Because of the worldwide drug shortage in BCG, we were looking for options at Duke to treat patients with high-risk non–muscle-invasive bladder cancer or patients in whom BCG has previously failed and [patients] we couldn’t give BCG because it just wasn’t available. Our options were to use standard intravesical chemotherapy, which historically has not done that well, or to remove someone’s bladder surgically. Many patients are not ready to go to that step, so we were looking for an alternative.

Given initial promising results in Europe, I applied to the FDA for a humanitarian-use exemption to utilize the Combat BRS bladder heater that is available in Europe but not in the United States to administer chemotherapy agents. They approved me to use this device with mitomycin C. We treated a number of patients with the Combat BRS device and mitomycin C at higher doses. We found it to be pretty efficacious, and we recently published our data on this. That study is not really a clinical trial, per se; it’s a humanitarian exemption protocol that allows us to use it during the worldwide drug shortage. So it’s a way of, we hope, improving the efficacy of existing agents when the standard of care is not available.

Do you see this coming to North America anytime soon?
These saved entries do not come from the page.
//! `fcli issues` -- list, inspect and modify issues.

use anyhow::Result;

use forge_types::{Comment, ForgeKind, Issue, IssueFilter, SubmitIssueOptions};

use crate::cli::{IssuesAction, IssuesArgs, IssuesListArgs};
use crate::output;
use crate::runtime::Runtime;
use crate::table::Table;

pub fn run(rt: &Runtime, args: &IssuesArgs) -> Result<()> {
    let forge = rt.forge()?;
    let ctx = rt.ctx();
    let (owner, repo) = target(rt)?;

    match &args.action {
        IssuesAction::List(list) => {
            let issues = forge.search_issues(ctx, &owner, &repo, &filter(list), list.limit.max())?;
            if rt.json {
                output::json(&issues);
            } else {
                print_issue_table(&issues);
            }
        }

        IssuesAction::View { id, comments } => {
            let issue = forge.get_issue_summary(ctx, &owner, &repo, *id)?;
            if rt.json {
                output::json(&issue);
            } else {
                print_issue(rt, &issue)?;
            }
            if *comments {
                let thread = forge.get_issue_comments(ctx, &owner, &repo, *id)?;
                if rt.json {
                    output::json(&thread);
                } else {
                    print_comments(&thread);
                }
            }
        }

        IssuesAction::Create { title, message } => {
            let opts = SubmitIssueOptions {
                owner,
                repo,
                title: title.clone(),
                body: message.clone(),
                ..SubmitIssueOptions::default()
            };
            let created = forge.submit_issue(ctx, &opts)?;
            if rt.json {
                output::json(&created);
            } else {
                println!("Created issue #{}: {}", created.number, created.title);
            }
        }

        IssuesAction::Close { id } => {
            forge.issue_close(ctx, &owner, &repo, *id)?;
            println!("Closed issue #{id}");
        }

        IssuesAction::Reopen { id } => {
            forge.issue_reopen(ctx, &owner, &repo, *id)?;
            println!("Reopened issue #{id}");
        }

        IssuesAction::Assign { id, user } => {
            forge.issue_assign(ctx, &owner, &repo, *id, user)?;
            println!("Assigned issue #{id} to {user}");
        }

        IssuesAction::Title { id, new_title } => {
            forge.issue_set_title(ctx, &owner, &repo, *id, new_title)?;
        }

        IssuesAction::Label { id, labels } => {
            forge.issue_add_labels(ctx, &owner, &repo, *id, labels)?;
        }

        IssuesAction::Unlabel { id, labels } => {
            forge.issue_remove_labels(ctx, &owner, &repo, *id, labels)?;
        }

        IssuesAction::Milestone {
            id,
            milestone,
            clear,
        } => {
            if *clear {
                forge.issue_clear_milestone(ctx, &owner, &repo, *id)?;
            } else if let Some(milestone) = milestone {
                forge.issue_set_milestone(ctx, &owner, &repo, *id, *milestone)?;
            } else {
                anyhow::bail!("pass a milestone id or --clear");
            }
        }
    }

    Ok(())
}

/// Bugzilla has no owner/repo; product/component filtering is optional
/// there, so a missing repository is not an error.
fn target(rt: &Runtime) -> Result<(String, String)> {
    if rt.ctx().forge_kind()? == ForgeKind::Bugzilla {
        return Ok(rt.owner_repo().unwrap_or_default());
    }
    rt.owner_repo()
}

fn filter(list: &IssuesListArgs) -> IssueFilter {
    IssueFilter {
        all: list.all,
        author: list.author.clone(),
        label: list.label.clone(),
        milestone: list.milestone.clone(),
    }
}

fn print_issue_table(issues: &[Issue]) {
    if issues.is_empty() {
        println!("No issues");
        return;
    }
    let mut table = Table::new(&["NUMBER", "STATE", "TITLE"]);
    for issue in issues {
        table.row(vec![
            issue.number.to_string(),
            output::state(&issue.state),
            issue.title.clone(),
        ]);
    }
    table.print();
}

fn print_issue(rt: &Runtime, issue: &Issue) -> Result<()> {
    let quirks = rt.forge()?.issue_quirks();

    output::field("NUMBER", &issue.number.to_string());
    output::field("TITLE", &issue.title);
    output::field("CREATED", &issue.created_at);
    output::field("AUTHOR", &issue.author);
    output::field("STATE", &output::state(&issue.state));
    if !quirks.comments_count {
        output::field("COMMENTS", &issue.comments_count.to_string());
    }
    if !quirks.locked {
        output::field("LOCKED", output::yesno(issue.locked));
    }
    if !quirks.product_component {
        output::field("PRODUCT", issue.product.as_deref().unwrap_or(""));
        output::field("COMPONENT", issue.component.as_deref().unwrap_or(""));
    }
    if !quirks.url {
        if let Some(url) = &issue.url {
            output::field("URL", url);
        }
    }
    if !issue.labels.is_empty() {
        output::field("LABELS", &issue.labels.join(", "));
    }
    if !issue.assignees.is_empty() {
        output::field("ASSIGNEES", &issue.assignees.join(", "));
    }
    if let Some(milestone) = &issue.milestone {
        output::field("MILESTONE", milestone);
    }
    if !issue.body.is_empty() {
        println!();
        println!("{}", issue.body);
    }
    Ok(())
}

fn print_comments(comments: &[Comment]) {
    for comment in comments {
        println!();
        println!("AUTHOR : {}", comment.author);
        println!("DATE   : {}", comment.date);
        for line in comment.body.lines() {
            println!("         {line}");
        }
    }
}
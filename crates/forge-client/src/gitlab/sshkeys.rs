//! GitLab SSH key management.

use std::path::Path;

use forge_json::{JsonGen, Stream};
use forge_types::SshKey;

use crate::error::{Error, Result};
use crate::parse::DResult;
use crate::session::Session;

fn parse_key(s: &mut Stream<'_>) -> DResult<SshKey> {
    let mut key = SshKey::default();
    s.object(|s, k| {
        match k {
            "id" => key.id = s.uint()?,
            "title" => key.title = s.string()?,
            "key" => key.key = s.string()?,
            "created_at" => key.created_at = s.string()?,
            _ => s.skip_value()?,
        }
        Ok(())
    })?;
    Ok(key)
}

pub(crate) fn get_keys(session: &Session<'_>) -> Result<Vec<SshKey>> {
    let url = format!("{}/user/keys", session.base());
    session.list(
        url,
        None,
        |s, items| {
            s.array(|s| {
                items.push(parse_key(s)?);
                Ok(())
            })?;
            Ok(())
        },
        None,
    )
}

pub(crate) fn add(session: &Session<'_>, title: &str, public_key_path: &Path) -> Result<SshKey> {
    let key_data = std::fs::read_to_string(public_key_path)
        .map_err(|e| Error::io(public_key_path.display().to_string(), e))?;

    let url = format!("{}/user/keys", session.base());
    let mut r#gen = JsonGen::new();
    r#gen.begin_object()?;
    r#gen.objmember("title")?;
    r#gen.string(title)?;
    r#gen.objmember("key")?;
    r#gen.string(key_data.trim_end())?;
    r#gen.end_object()?;

    let response = session.send("POST", &url, Some(&r#gen.into_string()))?;
    let mut stream = Stream::new(&response.body);
    Ok(parse_key(&mut stream)?)
}

pub(crate) fn delete(session: &Session<'_>, id: u64) -> Result<()> {
    let url = format!("{}/user/keys/{}", session.base(), id);
    session.send("DELETE", &url, None)?;
    Ok(())
}
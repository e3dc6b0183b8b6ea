//! SSH public keys registered with the account.

use serde::Serialize;

/// A registered SSH public key.
#[derive(Debug, Clone, Default, PartialEq, Serialize)]
pub struct SshKey {
    pub id: u64,
    pub title: String,
    pub key: String,
    pub created_at: String,
}
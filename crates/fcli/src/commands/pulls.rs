//! `fcli pulls` -- list, inspect, merge and modify pull requests.

use std::io::Write;

use anyhow::Result;

use forge_types::{MergeFlags, Pull, PullFilter, SubmitPullOptions};

use crate::cli::{PullsAction, PullsArgs, PullsListArgs};
use crate::output;
use crate::runtime::Runtime;
use crate::table::Table;

pub fn run(rt: &Runtime, args: &PullsArgs) -> Result<()> {
    let forge = rt.forge()?;
    let ctx = rt.ctx();
    let (owner, repo) = rt.owner_repo()?;

    match &args.action {
        PullsAction::List(list) => {
            let pulls = forge.search_pulls(ctx, &owner, &repo, &filter(list), list.limit.max())?;
            if rt.json {
                output::json(&pulls);
            } else {
                print_pull_table(&pulls);
            }
        }

        PullsAction::View { id, comments } => {
            let pull = forge.get_pull(ctx, &owner, &repo, *id)?;
            if rt.json {
                output::json(&pull);
            } else {
                print_pull(rt, &pull)?;
            }
            if *comments {
                let thread = forge.get_pull_comments(ctx, &owner, &repo, *id)?;
                if rt.json {
                    output::json(&thread);
                } else {
                    for comment in &thread {
                        println!();
                        println!("AUTHOR : {}", comment.author);
                        println!("DATE   : {}", comment.date);
                        for line in comment.body.lines() {
                            println!("         {line}");
                        }
                    }
                }
            }
        }

        PullsAction::Diff { id } => {
            let mut stdout = std::io::stdout().lock();
            forge.pull_get_diff(ctx, &mut stdout, &owner, &repo, *id)?;
            stdout.flush()?;
        }

        PullsAction::Patch { id } => {
            let mut stdout = std::io::stdout().lock();
            forge.pull_get_patch(ctx, &mut stdout, &owner, &repo, *id)?;
            stdout.flush()?;
        }

        PullsAction::Commits { id } => {
            let commits = forge.get_pull_commits(ctx, &owner, &repo, *id)?;
            if rt.json {
                output::json(&commits);
            } else {
                let mut table = Table::new(&["SHA", "DATE", "AUTHOR", "MESSAGE"]);
                for commit in &commits {
                    let subject = commit.message.lines().next().unwrap_or("").to_string();
                    table.row(vec![
                        commit.sha.clone(),
                        commit.date.clone(),
                        commit.author.clone(),
                        subject,
                    ]);
                }
                table.print();
            }
        }

        PullsAction::Create {
            title,
            from,
            to,
            message,
            draft,
            reviewers,
        } => {
            let to = match to {
                Some(to) => to.clone(),
                None => rt
                    .pr_base()
                    .ok_or_else(|| anyhow::anyhow!("no target branch; pass --to or set pr.base in .fcli"))?,
            };
            let opts = SubmitPullOptions {
                owner,
                repo,
                title: title.clone(),
                body: message.clone(),
                from: from.clone(),
                to,
                reviewers: reviewers.clone(),
                draft: *draft,
            };
            forge.submit_pull(ctx, &opts)?;
            println!("Created pull request: {title}");
        }

        PullsAction::Merge {
            id,
            squash,
            delete_branch,
        } => {
            let flags = MergeFlags {
                squash: *squash,
                delete_source: *delete_branch && !rt.inhibit_delete_source_branch(),
            };
            forge.pull_merge(ctx, &owner, &repo, *id, flags)?;
            println!("Merged pull request #{id}");
        }

        PullsAction::Close { id } => {
            forge.pull_close(ctx, &owner, &repo, *id)?;
        }

        PullsAction::Reopen { id } => {
            forge.pull_reopen(ctx, &owner, &repo, *id)?;
        }

        PullsAction::Title { id, new_title } => {
            forge.pull_set_title(ctx, &owner, &repo, *id, new_title)?;
        }

        PullsAction::Label { id, labels } => {
            forge.pull_add_labels(ctx, &owner, &repo, *id, labels)?;
        }

        PullsAction::Unlabel { id, labels } => {
            forge.pull_remove_labels(ctx, &owner, &repo, *id, labels)?;
        }

        PullsAction::Milestone {
            id,
            milestone,
            clear,
        } => {
            if *clear {
                forge.pull_clear_milestone(ctx, &owner, &repo, *id)?;
            } else if let Some(milestone) = milestone {
                forge.pull_set_milestone(ctx, &owner, &repo, *id, *milestone)?;
            } else {
                anyhow::bail!("pass a milestone id or --clear");
            }
        }

        PullsAction::Reviewer { id, user } => {
            forge.pull_add_reviewer(ctx, &owner, &repo, *id, user)?;
        }
    }

    Ok(())
}

fn filter(list: &PullsListArgs) -> PullFilter {
    PullFilter {
        all: list.all,
        author: list.author.clone(),
        label: list.label.clone(),
        milestone: list.milestone.clone(),
    }
}

fn print_pull_table(pulls: &[Pull]) {
    if pulls.is_empty() {
        println!("No pull requests");
        return;
    }
    let mut table = Table::new(&["NUMBER", "STATE", "AUTHOR", "TITLE"]);
    for pull in pulls {
        table.row(vec![
            pull.number.to_string(),
            output::state(&pull.state),
            pull.author.clone(),
            pull.title.clone(),
        ]);
    }
    table.print();
}

fn print_pull(rt: &Runtime, pull: &Pull) -> Result<()> {
    let quirks = rt.forge()?.pull_quirks();

    output::field("NUMBER", &pull.number.to_string());
    output::field("TITLE", &pull.title);
    output::field("CREATED", &pull.created_at);
    output::field("AUTHOR", &pull.author);
    output::field("STATE", &output::state(&pull.state));
    output::field("HEAD", &pull.head_label);
    output::field("BASE", &pull.base_label);
    output::field("COMMENTS", &pull.comments_count.to_string());
    if !quirks.additions_deletions {
        output::field("ADD:DEL", &format!("+{} -{}", pull.additions, pull.deletions));
    }
    if !quirks.commits {
        output::field("COMMITS", &pull.commits.to_string());
    }
    if !quirks.changed_files {
        output::field("CHANGED", &pull.changed_files.to_string());
    }
    if !quirks.merged {
        output::field("MERGED", output::yesno(pull.merged));
    }
    output::field("MERGEABLE", output::yesno(pull.mergeable));
    if !quirks.draft {
        output::field("DRAFT", output::yesno(pull.draft));
    }
    if !quirks.automerge {
        output::field("AUTOMERGE", output::yesno(pull.automerge));
    }
    if !quirks.coverage {
        if let Some(coverage) = &pull.coverage {
            output::field("COVERAGE", coverage);
        }
    }
    if !pull.labels.is_empty() {
        output::field("LABELS", &pull.labels.join(", "));
    }
    if !pull.reviewers.is_empty() {
        output::field("REVIEWERS", &pull.reviewers.join(", "));
    }
    if let Some(milestone) = &pull.milestone {
        output::field("MILESTONE", milestone);
    }
    if !pull.body.is_empty() {
        println!();
        println!("{}", pull.body);
    }
    Ok(())
}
The answer to that will depend on the results of several clinical trials that have been completed and are currently going to be reported in the next year or two. For the FDA to approve this device and make it available, there has to be evidence that it has benefit. [A] number of clinical trials that have been done or that are currently enrolling in Europe and elsewhere...are going to answer that question. I suspect that if the data look favorable on these clinical trials, a package will be presented to the FDA to seek device approval for the United States.

Any final thoughts on this technology and how it could contribute to the bladder cancer armamentarium?

That’s a good question. I personally am not married to any particular technology. I’m not sure whether heat alone or other new technologies are ultimately going to be the standard of care or not. But I do think that we need to improve on what we have right now. [For] patients in whom BCG doesn’t work, we’re using chemotherapy drugs, typically as monotherapies and more recently as combinations. My hope is that by improving the way we administer these drugs, maybe we can make them work better. Maybe by improving the combinations of drugs, we can make them work better.

It’s my hope that eventually we’ll find a cocktail that beats BCG, stops these tumors from coming back, [and] stops these tumors from getting worse so that patients with non–muscle-invasive bladder cancer aren’t faced with the need to make a decision to have their bladder removed or not.